*Your goal*.
Read the data below line by line and copy each one with "derive" in it.

Stored data:
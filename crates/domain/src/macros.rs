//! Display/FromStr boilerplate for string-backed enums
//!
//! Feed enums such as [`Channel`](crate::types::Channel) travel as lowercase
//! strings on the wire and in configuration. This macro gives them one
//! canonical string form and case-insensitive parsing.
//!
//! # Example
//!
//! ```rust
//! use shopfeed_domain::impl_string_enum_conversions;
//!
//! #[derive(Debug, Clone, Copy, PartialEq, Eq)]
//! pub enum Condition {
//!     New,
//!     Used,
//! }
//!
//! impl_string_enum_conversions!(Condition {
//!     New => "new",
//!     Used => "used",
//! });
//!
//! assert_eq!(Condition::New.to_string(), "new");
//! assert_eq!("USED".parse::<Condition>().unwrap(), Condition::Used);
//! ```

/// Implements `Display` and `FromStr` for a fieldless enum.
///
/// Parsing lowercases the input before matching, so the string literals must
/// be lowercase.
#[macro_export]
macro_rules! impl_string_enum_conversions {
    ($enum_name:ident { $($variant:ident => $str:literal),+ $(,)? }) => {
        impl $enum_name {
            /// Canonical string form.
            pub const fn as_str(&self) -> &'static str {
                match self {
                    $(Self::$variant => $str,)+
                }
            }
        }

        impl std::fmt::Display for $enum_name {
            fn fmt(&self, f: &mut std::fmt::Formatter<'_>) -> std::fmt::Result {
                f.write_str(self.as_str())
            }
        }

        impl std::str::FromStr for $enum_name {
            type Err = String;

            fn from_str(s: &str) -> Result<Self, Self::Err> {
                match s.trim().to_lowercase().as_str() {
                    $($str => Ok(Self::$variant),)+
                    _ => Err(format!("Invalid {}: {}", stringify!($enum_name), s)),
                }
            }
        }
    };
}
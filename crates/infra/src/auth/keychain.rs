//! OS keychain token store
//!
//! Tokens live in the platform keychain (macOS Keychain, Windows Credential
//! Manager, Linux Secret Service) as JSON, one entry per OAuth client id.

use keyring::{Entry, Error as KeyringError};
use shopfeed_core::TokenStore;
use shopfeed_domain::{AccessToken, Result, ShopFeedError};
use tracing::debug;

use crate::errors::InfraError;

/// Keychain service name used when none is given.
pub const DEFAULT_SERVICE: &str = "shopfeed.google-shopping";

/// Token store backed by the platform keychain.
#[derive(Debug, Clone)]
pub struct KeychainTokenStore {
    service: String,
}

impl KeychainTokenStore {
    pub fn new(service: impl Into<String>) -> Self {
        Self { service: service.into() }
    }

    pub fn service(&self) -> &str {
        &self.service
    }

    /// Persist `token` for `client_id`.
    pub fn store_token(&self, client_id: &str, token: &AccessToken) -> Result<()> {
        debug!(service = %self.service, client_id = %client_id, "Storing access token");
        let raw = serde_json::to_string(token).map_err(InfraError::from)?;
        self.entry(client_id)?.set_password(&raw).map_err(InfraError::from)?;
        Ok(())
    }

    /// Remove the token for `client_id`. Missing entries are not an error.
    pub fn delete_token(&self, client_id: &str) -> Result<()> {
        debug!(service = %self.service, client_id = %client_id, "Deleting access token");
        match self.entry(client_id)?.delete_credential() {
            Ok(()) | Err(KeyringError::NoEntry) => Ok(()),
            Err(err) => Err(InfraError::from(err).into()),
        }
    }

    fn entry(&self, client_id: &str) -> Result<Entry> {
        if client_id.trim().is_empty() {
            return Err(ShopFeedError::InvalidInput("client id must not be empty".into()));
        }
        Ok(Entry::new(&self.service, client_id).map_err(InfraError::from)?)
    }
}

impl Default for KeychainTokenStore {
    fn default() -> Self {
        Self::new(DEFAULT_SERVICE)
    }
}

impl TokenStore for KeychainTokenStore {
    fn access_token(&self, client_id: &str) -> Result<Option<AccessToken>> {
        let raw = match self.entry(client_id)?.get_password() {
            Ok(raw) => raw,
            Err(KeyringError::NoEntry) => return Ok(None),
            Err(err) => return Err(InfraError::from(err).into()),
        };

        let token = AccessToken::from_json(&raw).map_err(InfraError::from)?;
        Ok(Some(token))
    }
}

*Finished exercise*.
//! #[derive(Debug, Clone, Copy, PartialEq, Eq)]
#[derive(Debug, Clone)]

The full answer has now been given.